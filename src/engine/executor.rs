//! Trade Executor
//!
//! Builds pending trades from an admitted strategy: size, fees, reasoning and
//! narration. Execution itself (the delay and re-validation) lives in the
//! trading cycle; this module only shapes the records.

use chrono::{DateTime, Utc};
use serde::{Deserialize, Serialize};

use crate::narrative::ExplanationGenerator;
use crate::oracle::Quote;
use crate::pilot::{Pilot, Trade, TradeNarrative, TradeReasoning, TradeSide, TradeStatus};
use crate::strategy::sizing::{PositionSizer, PositionSizingConfig, SizeExplanation, SizingContext};
use crate::strategy::types::{AssetClass, Strategy};

/// Trading cycle configuration
#[derive(Debug, Clone, Serialize, Deserialize)]
pub struct TradingConfig {
    /// Ranked strategies considered per pilot per cycle
    #[serde(default = "default_top_n")]
    pub top_n: usize,

    /// Scales a strategy's win rate into its admission probability
    #[serde(default = "default_admission_factor")]
    pub admission_factor: f64,

    /// Probability an admitted signal is a buy
    #[serde(default = "default_buy_bias")]
    pub buy_bias: f64,

    #[serde(default = "default_max_trades_per_cycle")]
    pub max_trades_per_cycle: usize,

    /// Fee charged on notional
    #[serde(default = "default_fee_rate")]
    pub fee_rate: f64,

    #[serde(default)]
    pub sizing: PositionSizingConfig,
}

fn default_top_n() -> usize {
    10
}

fn default_admission_factor() -> f64 {
    0.1
}

fn default_buy_bias() -> f64 {
    0.6
}

fn default_max_trades_per_cycle() -> usize {
    1
}

fn default_fee_rate() -> f64 {
    0.001
}

impl Default for TradingConfig {
    fn default() -> Self {
        Self {
            top_n: default_top_n(),
            admission_factor: default_admission_factor(),
            buy_bias: default_buy_bias(),
            max_trades_per_cycle: default_max_trades_per_cycle(),
            fee_rate: default_fee_rate(),
            sizing: PositionSizingConfig::default(),
        }
    }
}

/// Turns admitted signals into pending trades
#[derive(Debug, Clone)]
pub struct TradeExecutor {
    config: TradingConfig,
    sizer: PositionSizer,
    narrator: ExplanationGenerator,
}

impl TradeExecutor {
    pub fn new(config: TradingConfig) -> Self {
        let sizer = PositionSizer::new(config.sizing.clone());
        Self {
            config,
            sizer,
            narrator: ExplanationGenerator::new(),
        }
    }

    pub fn config(&self) -> &TradingConfig {
        &self.config
    }

    /// Sizing breakdown for the pilot's next trade. `final_size` is `None`
    /// when the portfolio is too small to trade.
    pub fn explain_size(&self, pilot: &Pilot) -> SizeExplanation {
        self.sizer.explain_size(&SizingContext {
            current_value: pilot.current_value,
            risk_score: pilot.risk_score,
        })
    }

    /// Build a pending trade. `quote.price` must be positive.
    #[allow(clippy::too_many_arguments)]
    pub fn build_pending(
        &self,
        id: u64,
        pilot: &Pilot,
        strategy: &Strategy,
        side: TradeSide,
        quote: &Quote,
        value: f64,
        now: DateTime<Utc>,
    ) -> Trade {
        let fees = value * self.config.fee_rate;
        let mut trade = Trade {
            id,
            pilot_id: pilot.id.clone(),
            timestamp: now,
            strategy_id: strategy.id.clone(),
            asset: quote.symbol.clone(),
            side,
            quantity: value / quote.price,
            price: quote.price,
            value,
            fees,
            net_value: value - fees,
            narrative: TradeNarrative::default(),
            reasoning: reasoning(strategy, quote.asset_class),
            educational_tip: Some(self.narrator.educational_tip(strategy.strategy_type).to_string()),
            status: TradeStatus::Pending,
            executed_at: None,
        };
        trade.narrative = self.narrator.explain(strategy, &quote.symbol, &trade);
        trade
    }
}

fn reasoning(strategy: &Strategy, class: AssetClass) -> TradeReasoning {
    let mut risks = vec![
        format!(
            "Historical drawdown reached {:.0}%",
            strategy.max_drawdown * 100.0
        ),
        format!(
            "Loses roughly {:.0}% of the time",
            (1.0 - strategy.win_rate) * 100.0
        ),
    ];
    match class {
        AssetClass::Crypto => risks.push("Crypto trades around the clock and can gap sharply".to_string()),
        AssetClass::Forex => risks.push("Currency moves are driven by central bank surprises".to_string()),
        _ => {}
    }

    TradeReasoning {
        signals: strategy.signals.clone(),
        confidence: strategy.confidence(),
        strategy_source: strategy.source.clone(),
        expected_outcome: format!(
            "Expected {:+.2}% per trade across a {}% historical win rate",
            strategy.expected_value() * 100.0,
            strategy.confidence()
        ),
        risks,
    }
}

#[cfg(test)]
mod tests {
    use super::*;
    use crate::pilot::PilotPreferences;
    use crate::strategy::catalog::StrategyCatalog;
    use crate::strategy::types::RiskDna;

    fn quote(symbol: &str, price: f64) -> Quote {
        Quote {
            symbol: symbol.to_string(),
            price,
            asset_class: AssetClass::Crypto,
            as_of: Utc::now(),
        }
    }

    #[test]
    fn test_pending_trade_fields() {
        let executor = TradeExecutor::new(TradingConfig::default());
        let catalog = StrategyCatalog::builtin();
        let strategy = catalog.get("crypto_momentum").unwrap();
        let pilot = Pilot::new(
            "u",
            10_000.0,
            &PilotPreferences::default().with_risk(RiskDna::Aggressive),
        );

        let sizing = executor.explain_size(&pilot);
        assert!((sizing.scaled_size - 850.0).abs() < 1e-9);
        assert!((sizing.cap - 2_000.0).abs() < 1e-9);
        let value = sizing.final_size.unwrap();
        assert!((value - 850.0).abs() < 1e-9);

        let trade = executor.build_pending(7, &pilot, strategy, TradeSide::Buy, &quote("ETH", 3400.0), value, Utc::now());
        assert_eq!(trade.id, 7);
        assert_eq!(trade.status, TradeStatus::Pending);
        assert_eq!(trade.asset, "ETH");
        assert!((trade.quantity - 0.25).abs() < 1e-12);
        assert!((trade.fees - 0.85).abs() < 1e-9);
        assert!((trade.net_value - 849.15).abs() < 1e-9);
        assert_eq!(trade.reasoning.confidence, 52);
        assert_eq!(trade.reasoning.signals, strategy.signals);
        assert!(trade.narrative.expert.contains("crypto_momentum"));
        assert!(trade.educational_tip.is_some());
        assert_eq!(trade.reasoning.risks.len(), 3);
    }

    #[test]
    fn test_tiny_portfolio_not_sized() {
        let executor = TradeExecutor::new(TradingConfig::default());
        let pilot = Pilot::new(
            "u",
            20.0,
            &PilotPreferences::default().with_risk(RiskDna::UltraSafe),
        );
        let sizing = executor.explain_size(&pilot);
        assert!(sizing.final_size.is_none());
        assert!(sizing.to_string().contains("Skipped"));
    }
}
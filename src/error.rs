//! Error types for the autopilot engine

use thiserror::Error;

/// Result type alias using our custom Error
pub type Result<T> = std::result::Result<T, Error>;

/// Main error type for the autopilot engine
#[derive(Error, Debug)]
pub enum Error {
    // Configuration errors
    #[error("Configuration error: {0}")]
    Config(String),

    // Pilot registry errors
    #[error("Pilot not found: {0}")]
    PilotNotFound(String),

    #[error("Invalid deposit amount: {0}")]
    InvalidDeposit(f64),

    #[error("Invalid state for pilot {pilot_id}: {reason}")]
    InvalidState { pilot_id: String, reason: String },

    #[error("Invalid input: {0}")]
    InvalidInput(String),

    // Catalog errors
    #[error("Invalid strategy {id}: {reason}")]
    InvalidStrategy { id: String, reason: String },

    #[error("Duplicate strategy id: {0}")]
    DuplicateStrategy(String),

    // Trading errors
    #[error("Trade {0} already recorded")]
    DuplicateTrade(u64),

    // Persistence errors
    #[error("Persistence failed: {0}")]
    Persistence(String),

    // Serialization errors
    #[error("Serialization error: {0}")]
    Serialization(String),
}

impl Error {
    /// Check if this error means the requested entity does not exist
    pub fn is_not_found(&self) -> bool {
        matches!(self, Error::PilotNotFound(_))
    }

    pub(crate) fn invalid_state(pilot_id: &str, reason: impl Into<String>) -> Self {
        Error::InvalidState {
            pilot_id: pilot_id.to_string(),
            reason: reason.into(),
        }
    }
}

// Conversion from serde_json errors
impl From<serde_json::Error> for Error {
    fn from(e: serde_json::Error) -> Self {
        Error::Serialization(e.to_string())
    }
}

#[cfg(test)]
mod tests {
    use super::*;

    #[test]
    fn test_not_found_classification() {
        let err = Error::PilotNotFound("abc".to_string());
        assert!(err.is_not_found());
        assert_eq!(err.to_string(), "Pilot not found: abc");
        assert!(!Error::Persistence("disk full".to_string()).is_not_found());
    }

    #[test]
    fn test_json_errors_convert() {
        let err: Error = serde_json::from_str::<u64>("nope").unwrap_err().into();
        assert!(matches!(err, Error::Serialization(_)));
    }
}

» Work instructions: In the records above, which lines hold the string "impl"? Copy each one.

» Written answer:
impl Default for TradingConfig {
impl TradeExecutor {
impl Error {
    pub(crate) fn invalid_state(pilot_id: &str, reason: impl Into<String>) -> Self {
impl From<serde_json::Error> for Error {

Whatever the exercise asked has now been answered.